> TASK REQUIREMENTS
Where does the word "Loads" occur in the data below? Copy each line that holds it.

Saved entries
//! TOML-based configuration for the edgeshare server.
//!
//! Reads `AppConfig` from the platform-appropriate config file:
//! - Windows:  `%APPDATA%\edgeshare\config.toml`
//! - Linux:    `$XDG_CONFIG_HOME/edgeshare/config.toml` (or `~/.config/...`)
//! - macOS:    `~/Library/Application Support/edgeshare/config.toml`
//!
//! or from an explicit path given on the command line.
//!
//! ```toml
//! [server]
//! name = "desk"
//! jump_zone = 1
//! width = 1920
//! height = 1080
//!
//! [[screens]]
//! name = "laptop"
//!
//! [[links]]
//! from = "desk"
//! edge = "right"
//! to = "laptop"
//!
//! [[links]]
//! from = "laptop"
//! edge = "left"
//! to = "desk"
//! ```
//!
//! Every field under `[server]` has a default, so a file that only lists
//! screens and links is valid.  Missing fields are filled in with
//! `#[serde(default = "...")]` helpers.
//!
//! [`AppConfig::validate`] must pass before the orchestrator is built: it
//! checks the primary geometry and builds the topology, rejecting duplicate
//! names, unknown link targets, self links and edges linked twice.

use std::path::{Path, PathBuf};
use std::time::Duration;

use edgeshare_core::domain::screen::validate_geometry;
use edgeshare_core::{Edge, Link, OptionId, OptionsList, ScreenLayout, ScreenOption, ScreenShape};
use serde::{Deserialize, Serialize};
use thiserror::Error;

use crate::application::orchestrator::OrchestratorConfig;
use crate::application::update_layout::{build_layout, UpdateLayoutError};

/// Error type for configuration file operations.
#[derive(Debug, Error)]
pub enum ConfigError {
    /// The platform config directory could not be determined.
    #[error("could not determine platform config directory")]
    NoPlatformConfigDir,

    /// A file system I/O error occurred.
    #[error("I/O error accessing config at {path}: {source}")]
    Io {
        path: PathBuf,
        #[source]
        source: std::io::Error,
    },

    /// The TOML content could not be parsed.
    #[error("failed to parse config TOML: {0}")]
    Parse(#[from] toml::de::Error),

    /// The config could not be serialized to TOML.
    #[error("failed to serialize config: {0}")]
    Serialize(#[from] toml::ser::Error),

    /// The screens and links do not form a valid topology.
    #[error("invalid layout: {0}")]
    Layout(#[from] UpdateLayoutError),

    /// The primary screen geometry is unusable.
    #[error("invalid primary screen: {0}")]
    Screen(#[from] edgeshare_core::ScreenError),
}

// ── Config schema types ───────────────────────────────────────────────────────

/// Top-level configuration stored on disk.
#[derive(Debug, Clone, Default, Serialize, Deserialize, PartialEq)]
pub struct AppConfig {
    #[serde(default)]
    pub server: ServerConfig,
    /// Secondary screens that may connect.
    #[serde(default)]
    pub screens: Vec<ScreenEntry>,
    /// Directed edge links between screens.
    #[serde(default)]
    pub links: Vec<LinkEntry>,
    /// Options pushed to every screen on connect.
    #[serde(default)]
    pub options: Vec<OptionEntry>,
}

/// The primary screen and server tunables.
#[derive(Debug, Clone, Serialize, Deserialize, PartialEq)]
pub struct ServerConfig {
    /// Name of the primary screen in the layout.
    #[serde(default = "default_name")]
    pub name: String,
    /// `tracing` log level: `"error"`, `"warn"`, `"info"`, `"debug"`, `"trace"`.
    #[serde(default = "default_log_level")]
    pub log_level: String,
    /// How long a secondary may take to acknowledge an `enter`.
    #[serde(default = "default_enter_ack_timeout_ms")]
    pub enter_ack_timeout_ms: u64,
    /// Width in pixels of the band along each primary edge that triggers a
    /// handoff.
    #[serde(default = "default_jump_zone")]
    pub jump_zone: u32,
    /// Primary screen width in pixels.
    #[serde(default = "default_screen_width")]
    pub width: u32,
    /// Primary screen height in pixels.
    #[serde(default = "default_screen_height")]
    pub height: u32,
}

/// A secondary screen known to the layout.
#[derive(Debug, Clone, Serialize, Deserialize, PartialEq)]
pub struct ScreenEntry {
    pub name: String,
    /// Jump zone used for this secondary; 0 when absent.
    #[serde(default, skip_serializing_if = "Option::is_none")]
    pub jump_zone: Option<u32>,
}

/// "Leaving `from` through `edge` enters `to`."
#[derive(Debug, Clone, Serialize, Deserialize, PartialEq)]
pub struct LinkEntry {
    pub from: String,
    pub edge: Edge,
    pub to: String,
}

/// One option setting.
#[derive(Debug, Clone, Copy, Serialize, Deserialize, PartialEq)]
pub struct OptionEntry {
    pub id: u32,
    pub value: i32,
}

// ── Default helpers ───────────────────────────────────────────────────────────

fn default_name() -> String {
    "primary".to_string()
}
fn default_log_level() -> String {
    "info".to_string()
}
fn default_enter_ack_timeout_ms() -> u64 {
    1000
}
fn default_jump_zone() -> u32 {
    1
}
fn default_screen_width() -> u32 {
    1920
}
fn default_screen_height() -> u32 {
    1080
}

impl Default for ServerConfig {
    fn default() -> Self {
        Self {
            name: default_name(),
            log_level: default_log_level(),
            enter_ack_timeout_ms: default_enter_ack_timeout_ms(),
            jump_zone: default_jump_zone(),
            width: default_screen_width(),
            height: default_screen_height(),
        }
    }
}

// ── Derived views ─────────────────────────────────────────────────────────────

impl AppConfig {
    /// Shape of the primary screen, anchored at the origin.
    pub fn primary_shape(&self) -> ScreenShape {
        ScreenShape::new(0, 0, self.server.width, self.server.height)
    }

    /// Checks the primary geometry and the topology.
    ///
    /// # Errors
    ///
    /// [`ConfigError::Screen`] for a degenerate primary or an oversized jump
    /// zone, [`ConfigError::Layout`] for any topology inconsistency.
    pub fn validate(&self) -> Result<(), ConfigError> {
        self.build_layout().map(|_| ())
    }

    /// Validates the configuration and builds the topology.
    ///
    /// # Errors
    ///
    /// Same as [`validate`](Self::validate).
    pub fn build_layout(&self) -> Result<ScreenLayout, ConfigError> {
        validate_geometry(&self.server.name, &self.primary_shape(), self.server.jump_zone)?;
        let layout = build_layout(
            &self.server.name,
            self.screens.iter().map(|s| s.name.clone()),
            self.links.iter().map(|l| Link {
                from: l.from.clone(),
                edge: l.edge,
                to: l.to.clone(),
            }),
        )?;
        Ok(layout)
    }

    /// Jump zone to use for the secondary `name`.
    pub fn jump_zone_for(&self, name: &str) -> u32 {
        self.screens
            .iter()
            .find(|s| s.name == name)
            .and_then(|s| s.jump_zone)
            .unwrap_or(0)
    }

    /// The `[[options]]` table in the form sent to screens.
    pub fn options_list(&self) -> OptionsList {
        self.options
            .iter()
            .map(|o| ScreenOption {
                id: OptionId(o.id),
                value: o.value,
            })
            .collect()
    }

    pub fn enter_ack_timeout(&self) -> Duration {
        Duration::from_millis(self.server.enter_ack_timeout_ms)
    }

    pub fn orchestrator_config(&self) -> OrchestratorConfig {
        OrchestratorConfig {
            enter_ack_timeout: self.enter_ack_timeout(),
        }
    }
}

// ── Config repository ─────────────────────────────────────────────────────────

/// Determines the platform-appropriate directory for the config file.
///
/// # Errors
///
/// Returns [`ConfigError::NoPlatformConfigDir`] when the platform config base
/// directory cannot be determined from the environment.
pub fn config_dir() -> Result<PathBuf, ConfigError> {
    platform_config_dir().ok_or(ConfigError::NoPlatformConfigDir)
}

/// Resolves the full path to the default config file.
///
/// # Errors
///
/// Returns [`ConfigError::NoPlatformConfigDir`] if the base directory cannot be
/// determined.
pub fn config_file_path() -> Result<PathBuf, ConfigError> {
    Ok(config_dir()?.join("config.toml"))
}

/// Loads `AppConfig` from the platform config file, returning
/// `AppConfig::default()` if the file does not yet exist.
///
/// # Errors
///
/// Returns [`ConfigError::Io`] for file-system errors other than "not found",
/// and [`ConfigError::Parse`] if the TOML is malformed.
pub fn load_config() -> Result<AppConfig, ConfigError> {
    let path = config_file_path()?;

    match std::fs::read_to_string(&path) {
        Ok(content) => Ok(toml::from_str(&content)?),
        Err(e) if e.kind() == std::io::ErrorKind::NotFound => Ok(AppConfig::default()),
        Err(e) => Err(ConfigError::Io { path, source: e }),
    }
}

/// Loads `AppConfig` from an explicit path.  Unlike [`load_config`], a
/// missing file is an error.
///
/// # Errors
///
/// Returns [`ConfigError::Io`] if the file cannot be read and
/// [`ConfigError::Parse`] if the TOML is malformed.
pub fn load_config_from(path: &Path) -> Result<AppConfig, ConfigError> {
    let content = std::fs::read_to_string(path).map_err(|source| ConfigError::Io {
        path: path.to_path_buf(),
        source,
    })?;
    Ok(toml::from_str(&content)?)
}

/// Persists `config` to the platform config file.
///
/// # Errors
///
/// See [`save_config_to`].
pub fn save_config(config: &AppConfig) -> Result<(), ConfigError> {
    save_config_to(&config_file_path()?, config)
}

/// Persists `config` to `path`, creating the parent directory if needed.
///
/// # Errors
///
/// Returns [`ConfigError::Io`] for file-system failures or
/// [`ConfigError::Serialize`] if serialization fails.
pub fn save_config_to(path: &Path, config: &AppConfig) -> Result<(), ConfigError> {
    if let Some(dir) = path.parent() {
        std::fs::create_dir_all(dir).map_err(|source| ConfigError::Io {
            path: dir.to_path_buf(),
            source,
        })?;
    }

    let content = toml::to_string_pretty(config)?;
    std::fs::write(path, content).map_err(|source| ConfigError::Io {
        path: path.to_path_buf(),
        source,
    })
}

/// Resolves the platform config base directory joined with `edgeshare`.
fn platform_config_dir() -> Option<PathBuf> {
    #[cfg(target_os = "windows")]
    {
        std::env::var_os("APPDATA").map(|p| PathBuf::from(p).join("edgeshare"))
    }

    #[cfg(target_os = "macos")]
    {
        std::env::var_os("HOME").map(|h| {
            PathBuf::from(h)
                .join("Library")
                .join("Application Support")
                .join("edgeshare")
        })
    }

    #[cfg(not(any(target_os = "windows", target_os = "macos")))]
    {
        let base = std::env::var_os("XDG_CONFIG_HOME")
            .map(PathBuf::from)
            .or_else(|| std::env::var_os("HOME").map(|h| PathBuf::from(h).join(".config")))?;
        Some(base.join("edgeshare"))
    }
}

// ── Tests ─────────────────────────────────────────────────────────────────────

> RESPONSE TO THIS EXERCISE
/// Loads `AppConfig` from the platform config file, returning
/// Loads `AppConfig` from an explicit path.  Unlike [`load_config`], a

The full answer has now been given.